This I found in TheChef@wwrecipes.com And they aren't kidding when they say it's easy:)

Today's "Summertime and the Cookin' is Easy" recipe is one you can put together, pop in the oven, and then go to the beach or while away the day sightseeing without having to worry about checking on the meal. It cooks for at least 5 hours, and can cook longer if you decide you want to spend some more time looking for the perfect seashell. A couple of notes: don't be intimidated by the size of the roast; it shrinks by about half in the cooking process. And be sure to have leftovers (hence the tremendous size to begin with) because this makes great Philly-style sandwiches the next day. Just slice the meat, put it on a roll with some of the onions from this recipe, top it with a slice of cheese (I like provolone) and put it in the oven for 20 minutes or so. Serve it with some of yesterday's Five Bean Salad (didn't I tell you to make a double recipe?) and you have a second meal. There are at least two meals for six people in this recipe, so the vacationing cook can spend more time developing the perfect suntan.

Oven Brisket

10 to 14 lb (5 to 7 kg) beef brisket
Seasoning salt to taste (your choice - I like the commercial "Adobo" and "Greek Seasoning" mixtures)
Freshly ground black pepper to taste
6 large onions, thinly sliced
2-12 oz (375 ml) bottles dark beer (or beef stock or water)
3 stems fresh rosemary, or 2 tsp (30 ml) dried
2-12 oz (375 ml) jars chili sauce

Season the brisket with the seasoning salt and the pepper.
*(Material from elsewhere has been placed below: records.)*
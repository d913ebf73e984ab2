//! Hand the owner role to another account

use tracing::info;

use crate::context::CallContext;
use crate::errors::{EconomyError, Result};
use crate::events::EconomyEvent;
use crate::state::Address;
use crate::utils::version::EntryPoint;
use crate::Economy;

pub fn handler(economy: &mut Economy, ctx: &CallContext, new_owner: Address) -> Result<()> {
    economy.begin(EntryPoint::TransferOwnership)?;
    economy.require_owner(ctx, EntryPoint::TransferOwnership)?;
    if new_owner.is_zero() {
        return Err(EconomyError::InvalidAddress(new_owner.to_string()));
    }

    let previous_owner = economy.config.owner;
    economy.config.owner = new_owner;

    info!(%previous_owner, %new_owner, "ownership transferred");
    economy.commit(
        EntryPoint::TransferOwnership,
        vec![EconomyEvent::OwnershipTransferred {
            previous_owner,
            new_owner,
            timestamp: ctx.now,
        }],
    );
    Ok(())
}

#[cfg(test)]
mod tests {
    use super::*;
    use crate::test_utils::*;

    #[test]
    fn test_new_owner_takes_over() {
        let mut economy = economy();
        economy.transfer_ownership(&call(OWNER), OUTSIDER).unwrap();
        assert_eq!(economy.owner(), OUTSIDER);

        assert!(matches!(
            economy.set_platform_fee_bps(&call(OWNER), 50),
            Err(EconomyError::Unauthorized { .. })
        ));
        economy.set_platform_fee_bps(&call(OUTSIDER), 50).unwrap();
    }

    #[test]
    fn test_zero_owner_rejected() {
        let mut economy = economy();
        assert!(matches!(
            economy.transfer_ownership(&call(OWNER), Address::ZERO),
            Err(EconomyError::InvalidAddress(_))
        ));
        assert!(matches!(
            economy.transfer_ownership(&call(WORKER), WORKER),
            Err(EconomyError::Unauthorized { .. })
        ));
        assert_eq!(economy.owner(), OWNER);
    }
}
//! Withdraw accrued fees (owner only)

use tracing::info;

use crate::context::CallContext;
use crate::errors::{EconomyError, Result};
use crate::events::EconomyEvent;
use crate::instructions::value_transfer::{send, Checkpoint, Transfer, TransferKind, ValueSink};
use crate::state::Address;
use crate::utils::version::EntryPoint;
use crate::Economy;

pub fn handler(
    economy: &mut Economy,
    ctx: &CallContext,
    to: Address,
    amount: u128,
    sink: &mut dyn ValueSink,
) -> Result<()> {
    economy.begin(EntryPoint::WithdrawFees)?;
    economy.require_owner(ctx, EntryPoint::WithdrawFees)?;
    if to.is_zero() {
        return Err(EconomyError::InvalidAddress(to.to_string()));
    }
    if amount == 0 {
        return Err(EconomyError::InvalidInput("withdrawal amount"));
    }
    let available = economy.ledger.accrued_fees;
    if amount > available {
        return Err(EconomyError::InsufficientFunds {
            requested: amount,
            available,
        });
    }

    let checkpoint = Checkpoint::capture(economy, None, None);
    // Debited before delivery
    economy.ledger.accrued_fees = available - amount;

    send(
        economy,
        sink,
        Transfer {
            recipient: to,
            amount,
            kind: TransferKind::FeeWithdrawal,
        },
        checkpoint,
    )?;

    info!(%to, amount = %amount, remaining = %economy.ledger.accrued_fees, "fees withdrawn");
    economy.commit(
        EntryPoint::WithdrawFees,
        vec![EconomyEvent::FeesWithdrawn {
            to,
            amount,
            timestamp: ctx.now,
        }],
    );
    Ok(())
}
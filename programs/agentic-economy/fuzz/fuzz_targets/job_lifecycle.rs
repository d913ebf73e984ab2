//! Fuzz target for whole call sequences against one engine
//!
//! Tests invariants:
//! - Locked funds equal the budgets of jobs still in escrow
//! - Value accepted minus value delivered equals what the engine holds
//! - Failed calls leave jobs, ledger, reputation and event log untouched
//! - Jobs only move along Open -> Taken -> Submitted -> Resolved, or to Refunded
//! - Terminal jobs never change except for the one feedback record
//!
//! Run with: cargo test --release -p agentic-economy-fuzz job_lifecycle

use crate::*;
use agentic_economy::{Category, ContractVersion, EconomyError, JobStatus, ProtocolConfig};
use proptest::prelude::*;

proptest! {
    #![proptest_config(ProptestConfig::with_cases(1000))]

    #[test]
    fn fuzz_job_lifecycle(seq in any::<OperationSequence>()) {
        let report = run_sequence(&seq);
        prop_assert!(
            report.violations.is_empty(),
            "Invariant violations: {:?}\nSeq: {:?}",
            report.violations,
            seq
        );
        prop_assert_eq!(report.successes + report.errors, seq.operations.len());
    }

    #[test]
    fn fuzz_refund_is_idempotent(
        budget in 1u128..1_000_000_000_000u128,
        timeout in 1u64..10_000u64,
        accept in any::<bool>(),
    ) {
        let mut harness = Harness::new(ProtocolConfig::new(owner())).unwrap();
        for (who, category) in [(1u8, Category::Research), (2u8, Category::Development)] {
            let op = Operation::Seed { caller: 0, who, category, base_fee: 0, reputation: 50 };
            prop_assert!(harness.apply(&op).is_success());
        }
        let create = Operation::CreateJob { employer: 1, worker: 2, budget, timeout };
        prop_assert!(harness.apply(&create).is_success());
        if accept {
            let accept_op = Operation::Accept { caller: 2, job_id: 0 };
            prop_assert!(harness.apply(&accept_op).is_success());
        }

        // Not before the deadline has passed
        let early = harness.apply(&Operation::Refund { caller: 3, job_id: 0 });
        prop_assert!(early.is_error());

        let seconds = u32::try_from(timeout + 1).unwrap();
        harness.apply(&Operation::AdvanceTime { seconds });
        let refund = Operation::Refund { caller: 3, job_id: 0 };
        prop_assert!(harness.apply(&refund).is_success());
        let refund_again = Operation::Refund { caller: 4, job_id: 0 };
        prop_assert!(harness.apply(&refund_again).is_error());

        prop_assert_eq!(harness.balances.balance_of(&participant(1)), budget);
        prop_assert_eq!(harness.economy.get_job(0).unwrap().status, JobStatus::Refunded);
        prop_assert_eq!(harness.economy.locked_funds(), 0);
        let reputation = harness.economy.get_agent_profile(&participant(2)).unwrap().reputation;
        prop_assert_eq!(reputation, if accept { 49 } else { 50 });
    }

    #[test]
    fn fuzz_v1_rejects_v2_entry_points(seq in any::<OperationSequence>()) {
        let seq = OperationSequence { version: ContractVersion::V1, ..seq };
        let mut harness =
            Harness::new(ProtocolConfig::new(owner()).with_version(ContractVersion::V1)).unwrap();
        for operation in &seq.operations {
            let result = harness.apply(operation);
            prop_assert!(!result.is_invariant_violation(), "{:?}", result);
            let v2_only = matches!(
                operation,
                Operation::RegisterV2 { .. }
                    | Operation::Seed { .. }
                    | Operation::CreateJobByCategory { .. }
                    | Operation::Feedback { .. }
                    | Operation::SetReputation { .. }
            );
            if v2_only {
                prop_assert!(
                    matches!(
                        result,
                        SimulationResult::Error(EconomyError::UnsupportedEntryPoint { .. })
                    ),
                    "{:?} on v1 gave {:?}",
                    operation,
                    result
                );
            }
        }
    }
}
Place it in a large roasting pan, place the sliced onions on top, add the rosemary, and pour the beer over it. Cover tightly with aluminum foil and bake in a 200F (100C) oven for at least 5 hours. Remove the foil 1/2 to 1 hour before serving and pour the chili sauce over the meat. Raise the temperature of the oven to 300F (150C) if necessary to reduce the pan juices. Remove from the pan and allow to sit for 15 minutes before carving into thin slices. Serves at least 6, with leftovers for sandwiches.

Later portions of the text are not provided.